The exterior paint segment, however, grew by a healthy 38 percent in 2001 to Rs 1,350 million (US$ 29 million) and the company has become the market leader in just four years, outpacing Snowcem. This segment is expected to be one of the key drivers for growth in the future also.
The main advantage of ‘Colour World’ is that it enables the company in maintaining only the base paint thus reducing the inventory and distribution costs. Also, sales from those dealers where such machines have been installed are approximately 50 percent higher than conventional dealer outlets. Asian Paints expects more number of existing dealers to install tinting machines in the coming years, which should benefiting in terms of higher sales growth. With raw material prices having stabilised, margins are expected to improve in 2002.

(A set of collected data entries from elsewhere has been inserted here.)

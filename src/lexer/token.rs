//! The tokens that the string can be parsed into.
//!
//! See [`Token`] for more information.

use std::fmt::{Debug, Display};
use std::collections::BTreeMap;
use once_cell::sync::Lazy;

use crate::err::CursorRange;

#[derive(PartialEq, Eq, Debug, Clone)]
/// A specific unit that carries some graphemic value in F-IA.
pub enum Token {
    /// An identifier, such as function names or variable names. (e.g. `abcd`, `a_b`, `été`)
    Ident(String),

    /// A numeric value (e.g. `123`, `123.1`, `1.11`)
    Numeric(String),

    /// A string literal (e.g. `"bonjour"`, `'salut'`)
    Str(String),

    /// Keywords (e.g. `soit`, `si`, `fonction`).
    ///
    /// These cannot be identifiers in any circumstance.
    Keyword(Keyword),

    /// Operators (e.g. `+`, `-`, `==`)
    Operator(Operator),

    /// Delimiters (e.g. `(`, `]`, `}`)
    Delimiter(Delimiter),

    /// End of line (`;`)
    LineSep,

    /// End of stream.
    ///
    /// This is always the last token produced by the lexer.
    Eof
}

/// A token with position information.
#[derive(PartialEq, Eq, Debug, Clone)]
pub struct FullToken {
    pub(crate) tt: Token,
    pub(crate) loc: CursorRange
}

impl FullToken {
    /// Create a FullToken using a token and its given position.
    pub fn new(tt: Token, loc: CursorRange) -> Self {
        Self { tt, loc }
    }
}

impl PartialEq<Token> for FullToken {
    fn eq(&self, other: &Token) -> bool {
        &self.tt == other
    }
}
impl PartialEq<FullToken> for Token {
    fn eq(&self, other: &FullToken) -> bool {
        self == &other.tt
    }
}

macro_rules! define_keywords {
    ($($id:ident: $ex:literal),*) => {
        /// Enum that provides all the given F-IA keywords
        #[derive(PartialEq, Eq, Debug, Clone, Copy, Hash)]
        pub enum Keyword {
            $(
                #[allow(missing_docs)] $id
            ),*
        }

        impl Keyword {
            /// If the string is a keyword, return the `Token` it represents
            /// or `None` if it does not represent a token.
            pub fn get_kw(s: &str) -> Option<Token> {
                match s {
                    $(
                        $ex => Some(Token::Keyword(Self::$id))
                    ),+ ,
                    _ => None
                }
            }
        }

        impl Display for Keyword {
            fn fmt(&self, f: &mut std::fmt::Formatter<'_>) -> std::fmt::Result {
                f.write_str(match self {
                    $(Self::$id => $ex),*
                })
            }
        }
    };
}

macro_rules! define_operators {
    ($($id:ident: $ex:literal),*) => {
        /// The defined F-IA operators.
        #[derive(PartialEq, Eq, Debug, Clone, Copy, Hash)]
        pub enum Operator {
            $(
                #[allow(missing_docs)] $id
            ),*
        }

        impl Display for Operator {
            fn fmt(&self, f: &mut std::fmt::Formatter<'_>) -> std::fmt::Result {
                f.write_str(match self {
                    $(Self::$id => $ex),*
                })
            }
        }

        pub(super) static OP_MAP: Lazy<BTreeMap<&'static str, Token>> = Lazy::new(|| {
            let mut m = BTreeMap::new();

            $(m.insert($ex, Token::Operator(Operator::$id));)*

            m
        });
    };
}

macro_rules! define_delimiters {
    ($($id:ident: $ex:literal),*) => {
        /// The defined F-IA delimiters (`(`, `]`, etc.).
        #[derive(PartialEq, Eq, Debug, Clone, Copy, Hash)]
        pub enum Delimiter {
            $(
                #[allow(missing_docs)] $id
            ),*
        }

        impl Display for Delimiter {
            fn fmt(&self, f: &mut std::fmt::Formatter<'_>) -> std::fmt::Result {
                f.write_str(match self {
                    $(Self::$id => $ex),*
                })
            }
        }

        pub(super) static DE_MAP: Lazy<BTreeMap<&'static str, Token>> = Lazy::new(|| {
            let mut m = BTreeMap::new();

            $(m.insert($ex, Token::Delimiter(Delimiter::$id));)*

            m
        });
    };
}

define_keywords! {
    Soit:      "soit",      // variable declarations
    Si:        "si",
    Sinon:     "sinon",
    Pour:      "pour",
    Dans:      "dans",      // pour x dans y
    TantQue:   "tant_que",
    Fonction:  "fonction",
    Retourner: "retourner",
    Vrai:      "vrai",
    Faux:      "faux",
    Nul:       "nul",
    Et:        "et",
    Ou:        "ou",
    Non:       "non",
    Essayer:   "essayer",   // reserved
    Attraper:  "attraper",  // reserved
    Importer:  "importer",
    Depuis:    "depuis",
    Comme:     "comme",     // importer "m" comme alias
    De:        "de"         // reserved
}

define_operators! {
    Plus:    "+",
    Minus:   "-",
    Star:    "*",
    Slash:   "/",
    Percent: "%",

    PlusEq:    "+=",
    MinusEq:   "-=",
    StarEq:    "*=",
    SlashEq:   "/=",
    PercentEq: "%=",

    Lt:     "<",
    Le:     "<=",
    Gt:     ">",
    Ge:     ">=",
    Equal:  "=",
    DEqual: "==",
    Ne:     "!=",

    Dot:   ".",
    Comma: ",",
    Colon: ":"
}

define_delimiters! {
    LParen:  "(",
    RParen:  ")",
    LSquare: "[",
    RSquare: "]",
    LCurly:  "{",
    RCurly:  "}"
}

/// Utility macro that can be used as a shorthand for [`Keyword`], [`Operator`], or [`Delimiter`] tokens.
#[macro_export]
macro_rules! token {
    (soit)      => { $crate::lexer::token::Token::Keyword($crate::lexer::token::Keyword::Soit)      };
    (si)        => { $crate::lexer::token::Token::Keyword($crate::lexer::token::Keyword::Si)        };
    (sinon)     => { $crate::lexer::token::Token::Keyword($crate::lexer::token::Keyword::Sinon)     };
    (pour)      => { $crate::lexer::token::Token::Keyword($crate::lexer::token::Keyword::Pour)      };
    (dans)      => { $crate::lexer::token::Token::Keyword($crate::lexer::token::Keyword::Dans)      };
    (tant_que)  => { $crate::lexer::token::Token::Keyword($crate::lexer::token::Keyword::TantQue)   };
    (fonction)  => { $crate::lexer::token::Token::Keyword($crate::lexer::token::Keyword::Fonction)  };
    (retourner) => { $crate::lexer::token::Token::Keyword($crate::lexer::token::Keyword::Retourner) };
    (vrai)      => { $crate::lexer::token::Token::Keyword($crate::lexer::token::Keyword::Vrai)      };
    (faux)      => { $crate::lexer::token::Token::Keyword($crate::lexer::token::Keyword::Faux)      };
    (nul)       => { $crate::lexer::token::Token::Keyword($crate::lexer::token::Keyword::Nul)       };
    (et)        => { $crate::lexer::token::Token::Keyword($crate::lexer::token::Keyword::Et)        };
    (ou)        => { $crate::lexer::token::Token::Keyword($crate::lexer::token::Keyword::Ou)        };
    (non)       => { $crate::lexer::token::Token::Keyword($crate::lexer::token::Keyword::Non)       };
    (essayer)   => { $crate::lexer::token::Token::Keyword($crate::lexer::token::Keyword::Essayer)   };
    (attraper)  => { $crate::lexer::token::Token::Keyword($crate::lexer::token::Keyword::Attraper)  };
    (importer)  => { $crate::lexer::token::Token::Keyword($crate::lexer::token::Keyword::Importer)  };
    (depuis)    => { $crate::lexer::token::Token::Keyword($crate::lexer::token::Keyword::Depuis)    };
    (comme)     => { $crate::lexer::token::Token::Keyword($crate::lexer::token::Keyword::Comme)     };
    (de)        => { $crate::lexer::token::Token::Keyword($crate::lexer::token::Keyword::De)        };

    (+)  => { $crate::lexer::token::Token::Operator($crate::lexer::token::Operator::Plus)      };
    (-)  => { $crate::lexer::token::Token::Operator($crate::lexer::token::Operator::Minus)     };
    (*)  => { $crate::lexer::token::Token::Operator($crate::lexer::token::Operator::Star)      };
    (/)  => { $crate::lexer::token::Token::Operator($crate::lexer::token::Operator::Slash)     };
    (%)  => { $crate::lexer::token::Token::Operator($crate::lexer::token::Operator::Percent)   };
    (+=) => { $crate::lexer::token::Token::Operator($crate::lexer::token::Operator::PlusEq)    };
    (-=) => { $crate::lexer::token::Token::Operator($crate::lexer::token::Operator::MinusEq)   };
    (*=) => { $crate::lexer::token::Token::Operator($crate::lexer::token::Operator::StarEq)    };
    (/=) => { $crate::lexer::token::Token::Operator($crate::lexer::token::Operator::SlashEq)   };
    (%=) => { $crate::lexer::token::Token::Operator($crate::lexer::token::Operator::PercentEq) };
    (<)  => { $crate::lexer::token::Token::Operator($crate::lexer::token::Operator::Lt)        };
    (<=) => { $crate::lexer::token::Token::Operator($crate::lexer::token::Operator::Le)        };
    (>)  => { $crate::lexer::token::Token::Operator($crate::lexer::token::Operator::Gt)        };
    (>=) => { $crate::lexer::token::Token::Operator($crate::lexer::token::Operator::Ge)        };
    (=)  => { $crate::lexer::token::Token::Operator($crate::lexer::token::Operator::Equal)     };
    (==) => { $crate::lexer::token::Token::Operator($crate::lexer::token::Operator::DEqual)    };
    (!=) => { $crate::lexer::token::Token::Operator($crate::lexer::token::Operator::Ne)        };
    (.)  => { $crate::lexer::token::Token::Operator($crate::lexer::token::Operator::Dot)       };
    (,)  => { $crate::lexer::token::Token::Operator($crate::lexer::token::Operator::Comma)     };
    (:)  => { $crate::lexer::token::Token::Operator($crate::lexer::token::Operator::Colon)     };

    ("(") => { $crate::lexer::token::Token::Delimiter($crate::lexer::token::Delimiter::LParen)  };
    (")") => { $crate::lexer::token::Token::Delimiter($crate::lexer::token::Delimiter::RParen)  };
    ("[") => { $crate::lexer::token::Token::Delimiter($crate::lexer::token::Delimiter::LSquare) };
    ("]") => { $crate::lexer::token::Token::Delimiter($crate::lexer::token::Delimiter::RSquare) };
    ("{") => { $crate::lexer::token::Token::Delimiter($crate::lexer::token::Delimiter::LCurly)  };
    ("}") => { $crate::lexer::token::Token::Delimiter($crate::lexer::token::Delimiter::RCurly)  };

    (;) => { $crate::lexer::token::Token::LineSep };
}
#[doc(inline)]
pub use token;

impl Display for Token {
    fn fmt(&self, f: &mut std::fmt::Formatter<'_>) -> std::fmt::Result {
        match self {
            Token::Ident(s)      => f.write_str(s),
            Token::Numeric(n)    => f.write_str(n),
            Token::Str(s)        => write!(f, "{:?}", s),
            Token::Keyword(kw)   => Display::fmt(kw, f),
            Token::Operator(op)  => Display::fmt(op, f),
            Token::Delimiter(de) => Display::fmt(de, f),
            Token::LineSep       => f.write_str(";"),
            Token::Eof           => f.write_str("fin de fichier"),
        }
    }
}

To broaden the scope of business, Asian Paints has also entered into a 50:50 joint venture with PPG Industries of US for manufacturing and supplying paints to industrial users like automobile companies. The company has already crossed a turnover of Rs 1 billion and has a client list that includes Hyundai, Daewoo, General Motors, Bajaj Auto and Hero Honda.
Besides, it has manufacturing plants in many SAARC countries and Africa, which include Tonga, Fiji Islands, Mauritius and Nepal. The company also acquired a paint plant in Australia and is setting up a green field paint-manufacturing unit in Bangladesh. Though these are developing markets, political stability in most of these countries remains under a cloud.
Asian Paints has targeted a turnover of Rs 21 billion by 2004 (US$ 446 million) as against the current turnover of Rs 14 billion (US$ 299 million). So if the company were to achieve the target, it has to grow by atleast 17 percent to 18 percent per annum in the next three years. Given the current state of the economy, this seems to be a stiff task. The government’s slow reforms initiative continues to hinder growth prospects of the economy.
However, the scenario could improve if the country’s gross domestic product moves to higher trajectory. The management is of the view that the company would grow at 1.25 to 1.5 times the GDP, if GDP grew by 6 percent and almost 2 times if GDP grew by 7 percent to 8 percent. Monsoons also play a vital role in influencing paint demand. With the meteorological department projecting a ‘normal rainfall’ in 2002, higher agricultural output should provide the necessary impetus for growth. For such an innovative company, the aim of becoming one of the top five decorative paint companies in the world by 2007 should not be a tough ask at all.